**Exercise goal:**
Starting with the first line and ending with the line that holds "let mut engine", repeat the material exactly.

##### Information provided #####

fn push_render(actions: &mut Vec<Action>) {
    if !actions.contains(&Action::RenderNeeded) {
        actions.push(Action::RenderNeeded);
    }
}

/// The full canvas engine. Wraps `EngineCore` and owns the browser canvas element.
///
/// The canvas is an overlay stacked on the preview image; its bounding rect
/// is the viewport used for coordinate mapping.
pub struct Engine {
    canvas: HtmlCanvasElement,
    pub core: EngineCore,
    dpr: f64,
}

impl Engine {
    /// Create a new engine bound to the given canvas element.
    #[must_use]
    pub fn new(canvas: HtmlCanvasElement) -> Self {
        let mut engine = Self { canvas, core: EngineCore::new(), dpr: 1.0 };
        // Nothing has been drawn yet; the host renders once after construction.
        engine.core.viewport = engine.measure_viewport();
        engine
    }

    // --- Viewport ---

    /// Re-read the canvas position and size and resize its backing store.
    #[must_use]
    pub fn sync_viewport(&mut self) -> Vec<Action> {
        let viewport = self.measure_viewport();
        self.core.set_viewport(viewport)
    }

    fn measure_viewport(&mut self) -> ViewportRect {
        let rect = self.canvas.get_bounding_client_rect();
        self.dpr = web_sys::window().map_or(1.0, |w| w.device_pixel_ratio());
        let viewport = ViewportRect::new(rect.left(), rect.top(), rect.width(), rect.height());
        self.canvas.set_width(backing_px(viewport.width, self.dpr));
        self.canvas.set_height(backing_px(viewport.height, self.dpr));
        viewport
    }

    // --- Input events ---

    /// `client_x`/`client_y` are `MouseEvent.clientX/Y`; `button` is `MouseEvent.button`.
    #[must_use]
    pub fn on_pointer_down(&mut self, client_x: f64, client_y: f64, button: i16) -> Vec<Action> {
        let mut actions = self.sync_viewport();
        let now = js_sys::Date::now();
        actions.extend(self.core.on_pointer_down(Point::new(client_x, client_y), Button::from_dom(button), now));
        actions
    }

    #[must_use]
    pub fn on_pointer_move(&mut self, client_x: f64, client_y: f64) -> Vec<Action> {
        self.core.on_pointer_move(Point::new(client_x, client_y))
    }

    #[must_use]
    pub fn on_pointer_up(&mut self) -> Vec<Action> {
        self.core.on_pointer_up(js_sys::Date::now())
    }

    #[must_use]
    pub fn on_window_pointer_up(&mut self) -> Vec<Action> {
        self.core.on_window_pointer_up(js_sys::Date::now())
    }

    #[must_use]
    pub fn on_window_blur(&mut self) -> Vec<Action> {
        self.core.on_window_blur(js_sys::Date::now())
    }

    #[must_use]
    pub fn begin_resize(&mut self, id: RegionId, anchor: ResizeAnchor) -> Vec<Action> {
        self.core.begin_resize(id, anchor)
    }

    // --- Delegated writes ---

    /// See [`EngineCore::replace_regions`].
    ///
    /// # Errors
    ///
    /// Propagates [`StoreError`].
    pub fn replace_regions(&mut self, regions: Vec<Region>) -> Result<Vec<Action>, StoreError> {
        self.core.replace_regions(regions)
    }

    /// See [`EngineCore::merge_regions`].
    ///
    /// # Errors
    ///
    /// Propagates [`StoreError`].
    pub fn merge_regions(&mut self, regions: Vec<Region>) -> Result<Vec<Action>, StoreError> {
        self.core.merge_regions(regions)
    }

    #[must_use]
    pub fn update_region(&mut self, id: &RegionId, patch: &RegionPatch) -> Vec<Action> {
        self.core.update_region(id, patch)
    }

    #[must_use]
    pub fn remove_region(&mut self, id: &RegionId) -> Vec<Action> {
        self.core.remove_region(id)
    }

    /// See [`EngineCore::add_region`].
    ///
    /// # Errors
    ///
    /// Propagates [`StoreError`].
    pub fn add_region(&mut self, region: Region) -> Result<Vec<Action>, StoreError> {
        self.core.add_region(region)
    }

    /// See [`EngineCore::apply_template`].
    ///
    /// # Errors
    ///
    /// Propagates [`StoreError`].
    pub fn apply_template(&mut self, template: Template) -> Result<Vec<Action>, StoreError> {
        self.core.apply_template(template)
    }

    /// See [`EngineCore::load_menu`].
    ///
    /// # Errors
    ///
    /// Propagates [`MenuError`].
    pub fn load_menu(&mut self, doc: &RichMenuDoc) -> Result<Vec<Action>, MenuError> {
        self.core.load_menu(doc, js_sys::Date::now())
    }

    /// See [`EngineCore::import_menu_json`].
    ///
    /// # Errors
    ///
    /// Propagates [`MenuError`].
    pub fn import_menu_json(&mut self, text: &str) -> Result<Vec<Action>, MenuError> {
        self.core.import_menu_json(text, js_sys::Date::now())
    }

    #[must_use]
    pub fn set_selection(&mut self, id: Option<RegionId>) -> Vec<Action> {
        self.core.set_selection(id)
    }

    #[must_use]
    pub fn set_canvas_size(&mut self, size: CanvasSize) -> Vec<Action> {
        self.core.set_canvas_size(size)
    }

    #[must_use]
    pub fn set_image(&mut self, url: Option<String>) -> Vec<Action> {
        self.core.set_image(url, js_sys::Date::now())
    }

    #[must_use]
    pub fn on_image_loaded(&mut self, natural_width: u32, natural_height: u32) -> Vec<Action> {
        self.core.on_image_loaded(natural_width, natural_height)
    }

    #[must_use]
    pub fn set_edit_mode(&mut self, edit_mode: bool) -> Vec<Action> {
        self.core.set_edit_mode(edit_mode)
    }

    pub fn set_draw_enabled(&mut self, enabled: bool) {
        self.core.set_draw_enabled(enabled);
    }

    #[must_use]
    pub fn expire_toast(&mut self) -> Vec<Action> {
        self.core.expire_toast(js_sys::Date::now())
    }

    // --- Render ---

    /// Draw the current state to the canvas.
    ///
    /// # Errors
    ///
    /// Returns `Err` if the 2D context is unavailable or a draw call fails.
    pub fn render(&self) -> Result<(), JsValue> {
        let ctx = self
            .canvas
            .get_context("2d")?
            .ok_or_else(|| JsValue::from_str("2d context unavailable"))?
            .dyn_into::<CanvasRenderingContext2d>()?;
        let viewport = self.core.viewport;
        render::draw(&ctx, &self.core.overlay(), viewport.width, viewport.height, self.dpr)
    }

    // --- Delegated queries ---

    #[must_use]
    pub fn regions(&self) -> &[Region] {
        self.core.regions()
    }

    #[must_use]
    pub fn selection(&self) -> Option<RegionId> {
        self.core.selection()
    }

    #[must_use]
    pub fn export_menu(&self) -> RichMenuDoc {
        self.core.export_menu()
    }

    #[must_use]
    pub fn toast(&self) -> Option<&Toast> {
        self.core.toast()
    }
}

#####

**Your solution:**
fn push_render(actions: &mut Vec<Action>) {
    if !actions.contains(&Action::RenderNeeded) {
        actions.push(Action::RenderNeeded);
    }
}

/// The full canvas engine. Wraps `EngineCore` and owns the browser canvas element.
///
/// The canvas is an overlay stacked on the preview image; its bounding rect
/// is the viewport used for coordinate mapping.
pub struct Engine {
    canvas: HtmlCanvasElement,
    pub core: EngineCore,
    dpr: f64,
}

impl Engine {
    /// Create a new engine bound to the given canvas element.
    #[must_use]
    pub fn new(canvas: HtmlCanvasElement) -> Self {
        let mut engine = Self { canvas, core: EngineCore::new(), dpr: 1.0 };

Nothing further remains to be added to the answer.